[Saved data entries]
BEGIN
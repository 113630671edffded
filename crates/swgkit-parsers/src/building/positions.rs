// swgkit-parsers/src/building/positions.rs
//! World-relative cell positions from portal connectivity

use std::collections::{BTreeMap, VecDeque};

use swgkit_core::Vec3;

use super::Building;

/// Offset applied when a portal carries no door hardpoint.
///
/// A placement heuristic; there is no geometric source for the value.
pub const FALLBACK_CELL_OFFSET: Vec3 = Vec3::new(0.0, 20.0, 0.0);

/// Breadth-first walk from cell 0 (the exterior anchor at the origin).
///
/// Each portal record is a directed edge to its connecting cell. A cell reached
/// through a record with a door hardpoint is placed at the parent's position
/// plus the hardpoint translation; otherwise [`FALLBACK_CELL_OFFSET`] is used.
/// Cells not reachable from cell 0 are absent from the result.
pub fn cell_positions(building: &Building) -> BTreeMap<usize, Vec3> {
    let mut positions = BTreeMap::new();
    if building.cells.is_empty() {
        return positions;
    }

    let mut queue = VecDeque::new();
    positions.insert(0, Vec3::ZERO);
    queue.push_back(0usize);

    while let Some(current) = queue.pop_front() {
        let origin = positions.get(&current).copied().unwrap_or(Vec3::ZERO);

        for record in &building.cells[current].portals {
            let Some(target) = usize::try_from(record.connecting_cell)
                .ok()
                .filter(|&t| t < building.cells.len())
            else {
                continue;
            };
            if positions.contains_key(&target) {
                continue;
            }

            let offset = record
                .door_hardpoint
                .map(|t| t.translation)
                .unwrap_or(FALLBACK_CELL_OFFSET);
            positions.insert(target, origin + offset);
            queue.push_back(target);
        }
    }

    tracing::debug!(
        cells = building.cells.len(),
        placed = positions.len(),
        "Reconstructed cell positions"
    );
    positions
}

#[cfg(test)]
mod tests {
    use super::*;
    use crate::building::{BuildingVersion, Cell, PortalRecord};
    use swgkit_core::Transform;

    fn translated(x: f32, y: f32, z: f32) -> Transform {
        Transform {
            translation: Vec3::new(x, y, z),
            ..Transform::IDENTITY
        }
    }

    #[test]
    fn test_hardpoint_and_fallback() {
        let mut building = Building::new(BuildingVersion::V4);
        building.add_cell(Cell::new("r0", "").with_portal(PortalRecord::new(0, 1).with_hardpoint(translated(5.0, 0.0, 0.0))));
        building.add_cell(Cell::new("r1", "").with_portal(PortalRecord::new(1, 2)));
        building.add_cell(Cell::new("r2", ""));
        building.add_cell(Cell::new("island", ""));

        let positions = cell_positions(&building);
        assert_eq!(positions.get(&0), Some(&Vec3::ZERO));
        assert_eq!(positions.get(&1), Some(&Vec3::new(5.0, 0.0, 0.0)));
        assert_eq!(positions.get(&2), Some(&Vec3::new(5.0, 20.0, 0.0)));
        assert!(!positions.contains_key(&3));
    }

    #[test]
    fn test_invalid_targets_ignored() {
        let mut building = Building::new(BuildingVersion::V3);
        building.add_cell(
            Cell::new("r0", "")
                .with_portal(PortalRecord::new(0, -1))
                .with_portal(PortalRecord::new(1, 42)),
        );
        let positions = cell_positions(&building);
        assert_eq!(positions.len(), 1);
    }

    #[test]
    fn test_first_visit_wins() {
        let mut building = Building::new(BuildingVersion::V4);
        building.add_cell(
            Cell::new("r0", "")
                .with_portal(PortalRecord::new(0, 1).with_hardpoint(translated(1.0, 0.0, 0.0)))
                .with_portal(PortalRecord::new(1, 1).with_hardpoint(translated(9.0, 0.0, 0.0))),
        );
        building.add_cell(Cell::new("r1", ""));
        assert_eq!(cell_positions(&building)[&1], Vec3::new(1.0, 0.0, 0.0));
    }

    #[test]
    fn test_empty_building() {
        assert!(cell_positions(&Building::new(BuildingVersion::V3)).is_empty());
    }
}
END
BEGIN
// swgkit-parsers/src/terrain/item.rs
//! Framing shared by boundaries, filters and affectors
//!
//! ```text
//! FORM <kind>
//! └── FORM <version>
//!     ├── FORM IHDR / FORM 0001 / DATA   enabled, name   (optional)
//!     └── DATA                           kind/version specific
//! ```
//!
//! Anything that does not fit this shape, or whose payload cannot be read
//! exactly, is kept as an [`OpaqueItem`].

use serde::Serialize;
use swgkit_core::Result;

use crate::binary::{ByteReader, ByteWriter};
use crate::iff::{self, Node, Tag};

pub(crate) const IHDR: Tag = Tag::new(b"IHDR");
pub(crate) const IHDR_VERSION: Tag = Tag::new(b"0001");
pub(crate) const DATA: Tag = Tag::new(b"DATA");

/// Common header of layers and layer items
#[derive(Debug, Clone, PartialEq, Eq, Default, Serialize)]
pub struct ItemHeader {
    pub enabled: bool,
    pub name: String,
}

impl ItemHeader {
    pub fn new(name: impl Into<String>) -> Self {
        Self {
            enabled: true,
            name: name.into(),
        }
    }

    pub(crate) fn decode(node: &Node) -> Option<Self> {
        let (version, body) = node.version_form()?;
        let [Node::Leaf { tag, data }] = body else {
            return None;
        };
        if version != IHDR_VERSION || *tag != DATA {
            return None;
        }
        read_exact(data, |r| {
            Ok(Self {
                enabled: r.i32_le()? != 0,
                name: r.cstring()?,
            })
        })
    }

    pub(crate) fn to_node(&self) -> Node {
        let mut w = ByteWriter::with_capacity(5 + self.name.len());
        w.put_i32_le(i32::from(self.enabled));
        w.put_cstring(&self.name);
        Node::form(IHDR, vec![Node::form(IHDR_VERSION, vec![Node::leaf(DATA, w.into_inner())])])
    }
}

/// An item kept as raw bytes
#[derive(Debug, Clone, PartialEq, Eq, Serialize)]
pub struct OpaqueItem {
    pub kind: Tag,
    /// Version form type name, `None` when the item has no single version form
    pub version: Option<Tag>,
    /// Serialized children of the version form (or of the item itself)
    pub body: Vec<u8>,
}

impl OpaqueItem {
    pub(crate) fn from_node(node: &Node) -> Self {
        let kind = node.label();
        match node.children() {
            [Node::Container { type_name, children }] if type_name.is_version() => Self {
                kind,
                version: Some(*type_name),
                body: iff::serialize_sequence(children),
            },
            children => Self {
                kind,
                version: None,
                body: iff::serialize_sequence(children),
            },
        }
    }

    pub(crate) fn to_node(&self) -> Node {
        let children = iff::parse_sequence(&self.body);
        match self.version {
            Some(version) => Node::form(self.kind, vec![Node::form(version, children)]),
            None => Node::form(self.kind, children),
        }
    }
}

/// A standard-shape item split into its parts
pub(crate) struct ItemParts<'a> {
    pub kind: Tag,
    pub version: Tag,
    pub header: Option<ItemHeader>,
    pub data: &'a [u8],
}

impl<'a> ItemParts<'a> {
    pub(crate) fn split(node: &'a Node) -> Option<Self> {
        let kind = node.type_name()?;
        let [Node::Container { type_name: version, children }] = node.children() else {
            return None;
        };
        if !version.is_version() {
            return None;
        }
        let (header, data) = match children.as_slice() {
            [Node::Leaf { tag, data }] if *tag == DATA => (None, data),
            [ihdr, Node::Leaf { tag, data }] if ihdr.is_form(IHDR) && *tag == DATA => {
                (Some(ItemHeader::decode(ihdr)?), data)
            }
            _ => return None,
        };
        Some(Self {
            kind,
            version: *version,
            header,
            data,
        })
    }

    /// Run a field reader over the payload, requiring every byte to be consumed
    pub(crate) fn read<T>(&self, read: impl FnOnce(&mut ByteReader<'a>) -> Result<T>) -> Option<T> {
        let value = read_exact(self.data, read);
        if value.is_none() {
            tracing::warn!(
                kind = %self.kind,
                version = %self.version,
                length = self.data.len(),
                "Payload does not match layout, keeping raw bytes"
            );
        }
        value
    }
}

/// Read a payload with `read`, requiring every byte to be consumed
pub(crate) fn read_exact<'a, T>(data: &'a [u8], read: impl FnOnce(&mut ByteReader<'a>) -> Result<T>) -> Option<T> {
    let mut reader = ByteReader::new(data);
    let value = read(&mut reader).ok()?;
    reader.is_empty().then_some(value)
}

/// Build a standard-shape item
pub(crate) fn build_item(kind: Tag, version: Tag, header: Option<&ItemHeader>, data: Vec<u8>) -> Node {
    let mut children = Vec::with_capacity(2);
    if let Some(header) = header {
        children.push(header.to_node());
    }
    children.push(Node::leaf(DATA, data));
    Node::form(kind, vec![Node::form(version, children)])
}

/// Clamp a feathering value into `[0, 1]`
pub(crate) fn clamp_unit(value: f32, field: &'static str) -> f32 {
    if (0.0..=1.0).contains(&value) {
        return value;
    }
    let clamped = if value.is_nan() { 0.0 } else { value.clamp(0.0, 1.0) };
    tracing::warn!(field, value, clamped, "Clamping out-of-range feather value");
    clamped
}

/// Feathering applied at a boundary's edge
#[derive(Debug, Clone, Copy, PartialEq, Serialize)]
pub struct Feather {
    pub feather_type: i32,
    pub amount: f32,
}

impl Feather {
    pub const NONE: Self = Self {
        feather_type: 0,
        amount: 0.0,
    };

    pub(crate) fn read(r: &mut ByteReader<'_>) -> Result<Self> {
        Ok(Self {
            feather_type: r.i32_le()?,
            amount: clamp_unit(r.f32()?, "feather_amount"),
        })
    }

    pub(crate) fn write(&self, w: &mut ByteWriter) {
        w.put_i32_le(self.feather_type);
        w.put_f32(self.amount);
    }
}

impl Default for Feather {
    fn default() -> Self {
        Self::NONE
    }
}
END
BEGIN
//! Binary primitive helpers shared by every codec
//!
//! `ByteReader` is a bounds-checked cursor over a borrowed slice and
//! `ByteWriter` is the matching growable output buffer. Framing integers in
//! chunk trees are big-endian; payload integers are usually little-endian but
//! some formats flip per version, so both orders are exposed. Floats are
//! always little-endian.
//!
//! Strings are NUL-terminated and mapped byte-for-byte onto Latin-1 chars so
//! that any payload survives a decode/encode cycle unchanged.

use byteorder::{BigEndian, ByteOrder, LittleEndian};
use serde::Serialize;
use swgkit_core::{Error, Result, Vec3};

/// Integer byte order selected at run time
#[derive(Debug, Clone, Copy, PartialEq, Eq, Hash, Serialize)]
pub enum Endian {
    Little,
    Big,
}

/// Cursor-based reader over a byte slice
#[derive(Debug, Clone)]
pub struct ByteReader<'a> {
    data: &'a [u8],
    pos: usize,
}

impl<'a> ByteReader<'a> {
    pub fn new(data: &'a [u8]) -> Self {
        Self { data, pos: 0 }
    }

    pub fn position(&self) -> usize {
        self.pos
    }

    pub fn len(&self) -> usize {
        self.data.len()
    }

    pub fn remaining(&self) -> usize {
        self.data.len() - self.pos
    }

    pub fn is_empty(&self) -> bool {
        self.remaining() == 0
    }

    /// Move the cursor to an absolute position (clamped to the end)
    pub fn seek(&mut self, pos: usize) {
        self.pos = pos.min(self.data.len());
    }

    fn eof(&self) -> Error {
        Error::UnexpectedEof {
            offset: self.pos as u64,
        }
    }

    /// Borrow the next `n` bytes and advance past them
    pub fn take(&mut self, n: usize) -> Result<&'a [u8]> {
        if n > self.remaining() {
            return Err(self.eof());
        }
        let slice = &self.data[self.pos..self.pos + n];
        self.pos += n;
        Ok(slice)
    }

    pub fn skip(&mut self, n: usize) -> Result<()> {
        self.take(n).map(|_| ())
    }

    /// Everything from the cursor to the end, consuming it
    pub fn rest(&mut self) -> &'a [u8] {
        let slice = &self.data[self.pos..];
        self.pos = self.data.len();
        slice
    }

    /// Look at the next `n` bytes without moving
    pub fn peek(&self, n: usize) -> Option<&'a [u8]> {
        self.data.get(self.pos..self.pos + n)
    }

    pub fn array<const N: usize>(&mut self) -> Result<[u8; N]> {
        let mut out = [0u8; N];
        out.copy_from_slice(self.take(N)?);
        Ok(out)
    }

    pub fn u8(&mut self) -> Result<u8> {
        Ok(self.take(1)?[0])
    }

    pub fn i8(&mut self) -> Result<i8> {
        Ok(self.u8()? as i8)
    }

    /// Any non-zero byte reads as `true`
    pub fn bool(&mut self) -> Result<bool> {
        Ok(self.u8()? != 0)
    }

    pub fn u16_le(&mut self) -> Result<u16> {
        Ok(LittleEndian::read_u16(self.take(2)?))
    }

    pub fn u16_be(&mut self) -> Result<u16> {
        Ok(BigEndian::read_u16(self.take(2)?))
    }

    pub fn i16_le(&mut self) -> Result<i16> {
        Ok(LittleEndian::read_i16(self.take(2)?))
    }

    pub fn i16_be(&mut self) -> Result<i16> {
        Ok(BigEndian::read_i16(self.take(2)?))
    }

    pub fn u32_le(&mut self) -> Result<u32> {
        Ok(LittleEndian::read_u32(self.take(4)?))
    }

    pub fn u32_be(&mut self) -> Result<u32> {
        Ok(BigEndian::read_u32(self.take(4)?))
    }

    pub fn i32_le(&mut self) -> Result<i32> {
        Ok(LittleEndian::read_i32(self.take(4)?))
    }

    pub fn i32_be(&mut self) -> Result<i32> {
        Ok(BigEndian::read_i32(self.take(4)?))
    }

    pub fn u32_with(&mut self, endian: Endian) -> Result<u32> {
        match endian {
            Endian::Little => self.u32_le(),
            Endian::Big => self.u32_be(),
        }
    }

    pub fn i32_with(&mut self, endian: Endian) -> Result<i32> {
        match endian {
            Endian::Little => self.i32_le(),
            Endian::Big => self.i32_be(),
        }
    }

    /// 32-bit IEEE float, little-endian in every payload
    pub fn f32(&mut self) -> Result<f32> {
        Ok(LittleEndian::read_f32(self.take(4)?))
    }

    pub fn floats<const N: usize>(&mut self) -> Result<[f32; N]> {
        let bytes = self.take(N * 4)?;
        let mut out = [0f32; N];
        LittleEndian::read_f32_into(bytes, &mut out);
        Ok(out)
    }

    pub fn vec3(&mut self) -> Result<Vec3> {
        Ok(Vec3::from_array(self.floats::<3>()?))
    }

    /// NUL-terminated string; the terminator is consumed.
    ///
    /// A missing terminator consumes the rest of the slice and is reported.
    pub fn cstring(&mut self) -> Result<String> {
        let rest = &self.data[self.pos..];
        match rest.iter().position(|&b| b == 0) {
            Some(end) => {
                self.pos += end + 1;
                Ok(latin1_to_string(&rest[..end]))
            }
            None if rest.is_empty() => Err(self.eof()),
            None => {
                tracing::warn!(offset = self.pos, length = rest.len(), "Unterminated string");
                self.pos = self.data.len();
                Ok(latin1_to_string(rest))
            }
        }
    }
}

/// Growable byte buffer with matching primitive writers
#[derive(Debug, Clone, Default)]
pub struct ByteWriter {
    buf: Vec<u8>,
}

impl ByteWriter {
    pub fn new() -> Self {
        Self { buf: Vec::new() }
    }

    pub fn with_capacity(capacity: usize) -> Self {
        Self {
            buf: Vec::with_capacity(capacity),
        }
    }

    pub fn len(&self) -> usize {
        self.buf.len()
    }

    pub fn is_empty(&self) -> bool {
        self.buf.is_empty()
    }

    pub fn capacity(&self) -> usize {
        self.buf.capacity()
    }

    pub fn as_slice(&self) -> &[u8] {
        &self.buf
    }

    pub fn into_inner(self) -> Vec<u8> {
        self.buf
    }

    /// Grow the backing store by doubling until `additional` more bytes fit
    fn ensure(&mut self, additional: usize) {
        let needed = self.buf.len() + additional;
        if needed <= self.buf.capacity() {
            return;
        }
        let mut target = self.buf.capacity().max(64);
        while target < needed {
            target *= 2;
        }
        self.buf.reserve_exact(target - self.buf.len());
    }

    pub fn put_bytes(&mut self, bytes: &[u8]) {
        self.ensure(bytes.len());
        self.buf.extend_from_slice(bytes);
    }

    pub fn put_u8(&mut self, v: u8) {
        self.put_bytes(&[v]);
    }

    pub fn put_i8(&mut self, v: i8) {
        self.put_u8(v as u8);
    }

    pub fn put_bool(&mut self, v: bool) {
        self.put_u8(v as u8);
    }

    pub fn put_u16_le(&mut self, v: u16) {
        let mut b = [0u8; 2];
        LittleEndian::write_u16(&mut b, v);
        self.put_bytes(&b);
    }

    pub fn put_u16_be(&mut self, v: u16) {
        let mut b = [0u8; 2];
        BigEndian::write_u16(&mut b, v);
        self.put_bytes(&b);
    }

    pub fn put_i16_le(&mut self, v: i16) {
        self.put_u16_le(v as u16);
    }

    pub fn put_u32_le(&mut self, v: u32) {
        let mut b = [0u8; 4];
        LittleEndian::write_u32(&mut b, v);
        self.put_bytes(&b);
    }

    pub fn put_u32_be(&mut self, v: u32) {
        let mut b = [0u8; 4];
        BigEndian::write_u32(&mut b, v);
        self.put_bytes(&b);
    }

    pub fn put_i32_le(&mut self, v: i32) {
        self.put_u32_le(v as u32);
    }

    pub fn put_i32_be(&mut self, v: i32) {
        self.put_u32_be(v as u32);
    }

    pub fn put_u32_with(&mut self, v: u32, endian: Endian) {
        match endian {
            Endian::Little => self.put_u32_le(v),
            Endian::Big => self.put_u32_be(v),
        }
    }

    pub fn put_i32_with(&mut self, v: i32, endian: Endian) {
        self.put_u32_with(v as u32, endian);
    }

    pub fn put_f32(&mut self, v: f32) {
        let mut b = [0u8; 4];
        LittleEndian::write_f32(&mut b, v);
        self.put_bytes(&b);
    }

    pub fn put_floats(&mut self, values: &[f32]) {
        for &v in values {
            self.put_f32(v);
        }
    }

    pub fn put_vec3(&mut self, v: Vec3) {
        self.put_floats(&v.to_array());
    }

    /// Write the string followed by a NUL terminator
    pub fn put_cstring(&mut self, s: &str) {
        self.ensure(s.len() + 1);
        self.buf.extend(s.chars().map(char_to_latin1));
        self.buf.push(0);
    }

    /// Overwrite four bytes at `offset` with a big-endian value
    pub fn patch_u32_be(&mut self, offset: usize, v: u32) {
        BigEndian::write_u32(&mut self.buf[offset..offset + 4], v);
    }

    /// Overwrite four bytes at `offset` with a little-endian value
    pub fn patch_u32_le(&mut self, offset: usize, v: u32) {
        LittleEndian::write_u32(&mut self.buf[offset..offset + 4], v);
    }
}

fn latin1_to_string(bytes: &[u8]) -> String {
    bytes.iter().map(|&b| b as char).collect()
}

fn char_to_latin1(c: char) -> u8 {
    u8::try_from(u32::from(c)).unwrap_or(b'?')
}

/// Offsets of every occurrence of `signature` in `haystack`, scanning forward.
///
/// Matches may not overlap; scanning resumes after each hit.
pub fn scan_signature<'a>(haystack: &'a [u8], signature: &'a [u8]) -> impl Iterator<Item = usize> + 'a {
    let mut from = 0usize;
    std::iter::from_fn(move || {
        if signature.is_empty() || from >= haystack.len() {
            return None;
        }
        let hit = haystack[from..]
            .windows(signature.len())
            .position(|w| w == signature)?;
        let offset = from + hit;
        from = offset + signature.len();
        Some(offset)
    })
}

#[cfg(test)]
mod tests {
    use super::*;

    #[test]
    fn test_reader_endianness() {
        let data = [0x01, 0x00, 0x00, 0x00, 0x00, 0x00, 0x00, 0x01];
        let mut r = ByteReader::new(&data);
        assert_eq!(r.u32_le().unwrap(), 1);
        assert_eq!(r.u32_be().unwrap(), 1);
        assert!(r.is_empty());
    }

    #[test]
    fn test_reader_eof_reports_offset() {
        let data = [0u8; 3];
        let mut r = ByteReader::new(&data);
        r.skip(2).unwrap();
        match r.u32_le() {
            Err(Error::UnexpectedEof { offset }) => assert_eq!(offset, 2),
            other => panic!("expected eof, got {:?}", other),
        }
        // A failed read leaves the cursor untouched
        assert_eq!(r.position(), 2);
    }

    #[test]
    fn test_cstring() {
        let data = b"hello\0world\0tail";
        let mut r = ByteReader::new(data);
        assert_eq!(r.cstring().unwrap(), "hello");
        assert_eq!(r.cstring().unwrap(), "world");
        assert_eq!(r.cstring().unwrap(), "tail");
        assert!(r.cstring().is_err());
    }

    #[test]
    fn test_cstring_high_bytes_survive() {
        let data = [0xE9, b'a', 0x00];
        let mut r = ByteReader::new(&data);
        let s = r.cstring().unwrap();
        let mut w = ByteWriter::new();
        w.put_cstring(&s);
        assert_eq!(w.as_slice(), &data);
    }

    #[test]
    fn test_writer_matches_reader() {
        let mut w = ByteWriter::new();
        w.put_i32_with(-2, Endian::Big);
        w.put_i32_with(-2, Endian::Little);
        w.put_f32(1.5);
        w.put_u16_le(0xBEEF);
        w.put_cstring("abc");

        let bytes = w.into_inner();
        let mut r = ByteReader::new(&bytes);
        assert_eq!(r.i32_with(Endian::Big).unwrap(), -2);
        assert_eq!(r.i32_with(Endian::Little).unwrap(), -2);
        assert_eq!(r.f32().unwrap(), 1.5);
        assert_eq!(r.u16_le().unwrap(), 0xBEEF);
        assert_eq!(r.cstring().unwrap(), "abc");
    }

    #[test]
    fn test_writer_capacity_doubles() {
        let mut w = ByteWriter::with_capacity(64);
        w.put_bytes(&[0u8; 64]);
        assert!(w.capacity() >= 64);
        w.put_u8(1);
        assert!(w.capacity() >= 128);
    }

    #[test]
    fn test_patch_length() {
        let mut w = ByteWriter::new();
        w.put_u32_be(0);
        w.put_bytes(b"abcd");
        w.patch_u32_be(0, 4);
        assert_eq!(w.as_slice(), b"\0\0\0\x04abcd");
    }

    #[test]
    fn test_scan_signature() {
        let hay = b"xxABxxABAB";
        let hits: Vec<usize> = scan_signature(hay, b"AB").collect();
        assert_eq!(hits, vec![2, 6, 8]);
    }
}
END
§ **Problem to work on**
Whenever the word "body" shows up in a line of the entries, list that line.

§ **Output for this exercise**
        let (version, body) = node.version_form()?;
        let [Node::Leaf { tag, data }] = body else {
    pub body: Vec<u8>,
                body: iff::serialize_sequence(children),
                body: iff::serialize_sequence(children),
        let children = iff::parse_sequence(&self.body);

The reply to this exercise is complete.